When used well, photographs are another great source of SEO for your blog post. That’s because, if you add them to your post correctly, you can also include alt text and a description, all words that are searchable by Google. It’s a nifty way of including more words on your screen without actually writing tons more content.
Pictures encourage people to share your post
If you share a link on Facebook, have you noticed an image pops up with your link? The likelihood is it’s this that captures people’s attention before they even see what the link is about. So, having images with your posts encourages people to share them through social media.
An image backs up what you’re saying
A visual representation of the words on your screen helps to confirm the information for your reader. They’ll be more likely to remember your words because of a graphic you’ve used to capture their attention in the first place. Or they’ll use that visual to retain the information.
So, where can you source your images?
Before you go grabbing your phone camera or point and shoot and start snapping all over the place, hear me out.
You don’t have to post your own photographs.

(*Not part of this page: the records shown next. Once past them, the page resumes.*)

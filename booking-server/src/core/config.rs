use std::path::PathBuf;

/// Server configuration
///
/// Every item can be overridden through environment variables:
///
/// | Variable | Default | Meaning |
/// |----------|---------|---------|
/// | WORK_DIR | ./data | working directory (database, logs) |
/// | HTTP_PORT | 3000 | HTTP API port |
/// | LOG_LEVEL | info | default log level (RUST_LOG wins) |
/// | ENVIRONMENT | development | development \| staging \| production |
#[derive(Debug, Clone)]
pub struct Config {
    /// Working directory holding the database and log files
    pub work_dir: String,
    /// HTTP API port
    pub http_port: u16,
    /// Default log level when RUST_LOG is unset
    pub log_level: String,
    /// Running environment: development | staging | production
    pub environment: String,
}

impl Config {
    /// Load configuration from environment variables, falling back to
    /// defaults
    pub fn from_env() -> Self {
        Self {
            work_dir: std::env::var("WORK_DIR").unwrap_or_else(|_| "./data".into()),
            http_port: std::env::var("HTTP_PORT")
                .ok()
                .and_then(|p| p.parse().ok())
                .unwrap_or(3000),
            log_level: std::env::var("LOG_LEVEL").unwrap_or_else(|_| "info".into()),
            environment: std::env::var("ENVIRONMENT").unwrap_or_else(|_| "development".into()),
        }
    }

    pub fn database_dir(&self) -> PathBuf {
        PathBuf::from(&self.work_dir).join("database")
    }

    pub fn log_dir(&self) -> PathBuf {
        PathBuf::from(&self.work_dir).join("logs")
    }

    /// Create database and log directories if missing
    pub fn ensure_work_dir_structure(&self) -> std::io::Result<()> {
        std::fs::create_dir_all(self.database_dir())?;
        std::fs::create_dir_all(self.log_dir())?;
        Ok(())
    }

    pub fn is_production(&self) -> bool {
        self.environment == "production"
    }
}

impl Default for Config {
    fn default() -> Self {
        Self::from_env()
    }
}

That might come as a surprise from a photographer, but here’s the thing. You need to make sure the images you are posting are of excellent quality. And if you’re not a photographer, I would recommend not using your quick snaps. Your blog will look far more professional if you look at sourcing your images from one of the options I’ve listed below. And it’s worth mentioning that images doesn’t necessarily mean photographs. You can use charts, graphs, screenshots, drawings and infographics too!
There are a ton of resources you can use to include images in your blog posts. Here are a few of my favourites*:
If you have a professional Canva account, you can access lots of great photos in their library and use them. You can also use Canva to create graphs and charts, infographics and other graphics for your blog too, even on the free account!
If you don’t want photographs that are likely to be on lots of other social accounts and websites, then paid stock photography is an option. Look at places like Creative Market and Etsy to get you started.
I would suggest not to use Google images to source your pictures, though. There’s no way of knowing if these images are royalty free or not. So, save yourself the risk of being slapped with a charge or fine and don’t download pictures from Google.
*Yes, even I source images too! As a branding photographer, I typically only photograph other people and their brands, which doesn’t work for the copywriting side of my business. So, I also use stock photography for this part of my business.